#### What you need to do:
Report only the number of lines in the following entries where the word "variant" occurs.

#### Records supplied:
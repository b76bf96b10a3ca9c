//! Type names, member signatures and evaluated values.

use std::fmt;
use std::sync::Arc;

use serde::de::{Deserialize, Deserializer};
use serde::ser::{Serialize, Serializer};

use crate::error::SignatureError;

/// Fully qualified, dot-separated name of a component type.
///
/// Cheap to clone; the backing string is shared. Used as the canonical
/// identity of a type everywhere in the model and the engine.
#[derive(Debug, Clone, PartialEq, Eq, PartialOrd, Ord, Hash)]
pub struct TypeName(Arc<str>);

impl TypeName {
	/// Creates a type name from its qualified dotted form.
	pub fn new(qualified: impl AsRef<str>) -> Self {
		Self(Arc::from(qualified.as_ref()))
	}

	/// The full dotted name, e.g. `toolkit.widgets.Button`.
	pub fn qualified(&self) -> &str {
		&self.0
	}

	/// The segment after the last dot, e.g. `Button`.
	pub fn simple_name(&self) -> &str {
		self.0.rsplit('.').next().unwrap_or(&self.0)
	}

	/// The dotted package prefix, empty for an unqualified name.
	pub fn package(&self) -> &str {
		match self.0.rfind('.') {
			Some(idx) => &self.0[..idx],
			None => "",
		}
	}

	/// The name with dots replaced by path separators, for resource lookup.
	pub fn resource_path(&self) -> String {
		self.0.replace('.', "/")
	}
}

impl fmt::Display for TypeName {
	fn fmt(&self, f: &mut fmt::Formatter<'_>) -> fmt::Result {
		f.write_str(&self.0)
	}
}

impl From<&str> for TypeName {
	fn from(s: &str) -> Self {
		Self::new(s)
	}
}

impl From<String> for TypeName {
	fn from(s: String) -> Self {
		Self(Arc::from(s.as_str()))
	}
}

impl Serialize for TypeName {
	fn serialize<S: Serializer>(&self, serializer: S) -> Result<S::Ok, S::Error> {
		serializer.serialize_str(&self.0)
	}
}

impl<'de> Deserialize<'de> for TypeName {
	fn deserialize<D: Deserializer<'de>>(deserializer: D) -> Result<Self, D::Error> {
		let s = String::deserialize(deserializer)?;
		Ok(Self::from(s))
	}
}

/// Canonical member signature: a name plus an ordered parameter-type list.
///
/// The textual form is `name(p1,p2)` with no spaces; constructors use the
/// fixed name `<init>`. Signatures are what disambiguate overloaded
/// members throughout a descriptor.
#[derive(Debug, Clone, PartialEq, Eq, PartialOrd, Ord, Hash)]
pub struct Signature {
	name: String,
	params: Vec<TypeName>,
}

/// Member name used for constructor signatures.
pub const CONSTRUCTOR_NAME: &str = "<init>";

impl Signature {
	/// Creates a signature from a member name and parameter types.
	pub fn new(name: impl Into<String>, params: Vec<TypeName>) -> Self {
		Self { name: name.into(), params }
	}

	/// Creates a constructor signature for the given parameter types.
	pub fn constructor(params: Vec<TypeName>) -> Self {
		Self::new(CONSTRUCTOR_NAME, params)
	}

	/// The member name.
	pub fn name(&self) -> &str {
		&self.name
	}

	/// The ordered parameter types.
	pub fn params(&self) -> &[TypeName] {
		&self.params
	}

	/// True for constructor signatures.
	pub fn is_constructor(&self) -> bool {
		self.name == CONSTRUCTOR_NAME
	}

	/// Parses the canonical `name(p1,p2)` form.
	pub fn parse(text: &str) -> Result<Self, SignatureError> {
		let open = text
			.find('(')
			.ok_or_else(|| SignatureError::MissingParameterList(text.to_string()))?;
		let close = text
			.rfind(')')
			.filter(|close| *close > open)
			.ok_or_else(|| SignatureError::MissingParameterList(text.to_string()))?;

		let name = text[..open].trim();
		if name.is_empty() {
			return Err(SignatureError::MissingName(text.to_string()));
		}

		let inner = text[open + 1..close].trim();
		let params = if inner.is_empty() {
			Vec::new()
		} else {
			inner
				.split(',')
				.map(|p| {
					let p = p.trim();
					if p.is_empty() {
						Err(SignatureError::EmptyParameter(text.to_string()))
					} else {
						Ok(TypeName::from(p))
					}
				})
				.collect::<Result<_, _>>()?
		};

		Ok(Self::new(name, params))
	}

	/// Filesystem-safe encoding used for per-method descriptor resources:
	/// `(`, `)` and `,` each become `_`.
	pub fn encoded(&self) -> String {
		self.to_string().replace(['(', ')', ','], "_")
	}
}

impl fmt::Display for Signature {
	fn fmt(&self, f: &mut fmt::Formatter<'_>) -> fmt::Result {
		write!(f, "{}(", self.name)?;
		for (i, p) in self.params.iter().enumerate() {
			if i > 0 {
				f.write_str(",")?;
			}
			f.write_str(p.qualified())?;
		}
		f.write_str(")")
	}
}

/// Where a resource (descriptor document, icon) was loaded from.
///
/// Project resources are user-editable within a session; library
/// resources are immutable for the session's lifetime. Cache eligibility
/// depends on this distinction.
#[derive(Debug, Clone, PartialEq, Eq, Hash, serde::Serialize, serde::Deserialize)]
pub enum ResourceOrigin {
	/// Bundled with the engine itself (e.g. the placeholder icon).
	Builtin,
	/// Loaded from a library layer.
	Library(String),
	/// Loaded from a project-local layer.
	Project,
}

impl ResourceOrigin {
	/// True for resources the user can edit without a type reload.
	pub fn is_project(&self) -> bool {
		matches!(self, Self::Project)
	}
}

impl fmt::Display for ResourceOrigin {
	fn fmt(&self, f: &mut fmt::Formatter<'_>) -> fmt::Result {
		match self {
			Self::Builtin => f.write_str("builtin"),
			Self::Library(name) => write!(f, "library:{name}"),
			Self::Project => f.write_str("project"),
		}
	}
}

/// An evaluated expression result.
///
/// `Instance` is symbolic: the engine never constructs host objects, it
/// records the constructor call for the canvas to materialize.
#[derive(Debug, Clone, PartialEq, serde::Serialize, serde::Deserialize)]
pub enum Value {
	/// The null literal.
	Null,
	/// Boolean value.
	Bool(bool),
	/// Integer value.
	Int(i64),
	/// Floating-point value.
	Float(f64),
	/// String value.
	Str(String),
	/// A symbolic constructor invocation.
	Instance {
		/// The constructed type.
		ty: TypeName,
		/// Evaluated constructor arguments.
		args: Vec<Value>,
	},
}

impl Value {
	/// Returns the boolean value if this is a `Bool` variant.
	pub fn as_bool(&self) -> Option<bool> {
		match self {
			Self::Bool(v) => Some(*v),
			_ => None,
		}
	}

	/// Returns the integer value if this is an `Int` variant.
	pub fn as_int(&self) -> Option<i64> {
		match self {
			Self::Int(v) => Some(*v),
			_ => None,
		}
	}

	/// Returns the float value, widening `Int` if necessary.
	pub fn as_float(&self) -> Option<f64> {
		match self {
			Self::Float(v) => Some(*v),
			Self::Int(v) => Some(*v as f64),
			_ => None,
		}
	}

	/// Returns the string value if this is a `Str` variant.
	pub fn as_str(&self) -> Option<&str> {
		match self {
			Self::Str(v) => Some(v),
			_ => None,
		}
	}

	/// True iff this is the boolean `true`.
	pub fn is_true(&self) -> bool {
		matches!(self, Self::Bool(true))
	}

	/// Returns the variant name of this value.
	pub fn type_name(&self) -> &'static str {
		match self {
			Self::Null => "null",
			Self::Bool(_) => "bool",
			Self::Int(_) => "int",
			Self::Float(_) => "float",
			Self::Str(_) => "string",
			Self::Instance { .. } => "instance",
		}
	}
}

impl From<bool> for Value {
	fn from(v: bool) -> Self {
		Self::Bool(v)
	}
}

impl From<i64> for Value {
	fn from(v: i64) -> Self {
		Self::Int(v)
	}
}

impl From<f64> for Value {
	fn from(v: f64) -> Self {
		Self::Float(v)
	}
}

impl From<&str> for Value {
	fn from(v: &str) -> Self {
		Self::Str(v.to_string())
	}
}

impl From<String> for Value {
	fn from(v: String) -> Self {
		Self::Str(v)
	}
}

#[cfg(test)]
mod tests {
	use super::*;

	#[test]
	fn type_name_components() {
		let ty = TypeName::from("toolkit.widgets.Button");
		assert_eq!(ty.qualified(), "toolkit.widgets.Button");
		assert_eq!(ty.simple_name(), "Button");
		assert_eq!(ty.package(), "toolkit.widgets");
		assert_eq!(ty.resource_path(), "toolkit/widgets/Button");
	}

	#[test]
	fn type_name_unqualified() {
		let ty = TypeName::from("Button");
		assert_eq!(ty.simple_name(), "Button");
		assert_eq!(ty.package(), "");
	}

	#[test]
	fn signature_round_trip() {
		let sig = Signature::parse("setText(java.lang.String)").unwrap();
		assert_eq!(sig.name(), "setText");
		assert_eq!(sig.params().len(), 1);
		assert_eq!(sig.to_string(), "setText(java.lang.String)");
	}

	#[test]
	fn signature_parse_normalizes_spacing() {
		let sig = Signature::parse("resize( int , int )").unwrap();
		assert_eq!(sig.to_string(), "resize(int,int)");
	}

	#[test]
	fn signature_parse_rejects_garbage() {
		assert!(Signature::parse("setText").is_err());
		assert!(Signature::parse("(int)").is_err());
		assert!(Signature::parse("f(int,,int)").is_err());
	}

	#[test]
	fn signature_encoding_is_path_safe() {
		let sig = Signature::parse("setBounds(int,int)").unwrap();
		assert_eq!(sig.encoded(), "setBounds_int_int_");
	}

	#[test]
	fn value_accessors() {
		assert_eq!(Value::from(3i64).as_int(), Some(3));
		assert_eq!(Value::from(3i64).as_float(), Some(3.0));
		assert!(Value::from(true).is_true());
		assert!(!Value::from("true").is_true());
	}
}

#### Solution to this exercise:
4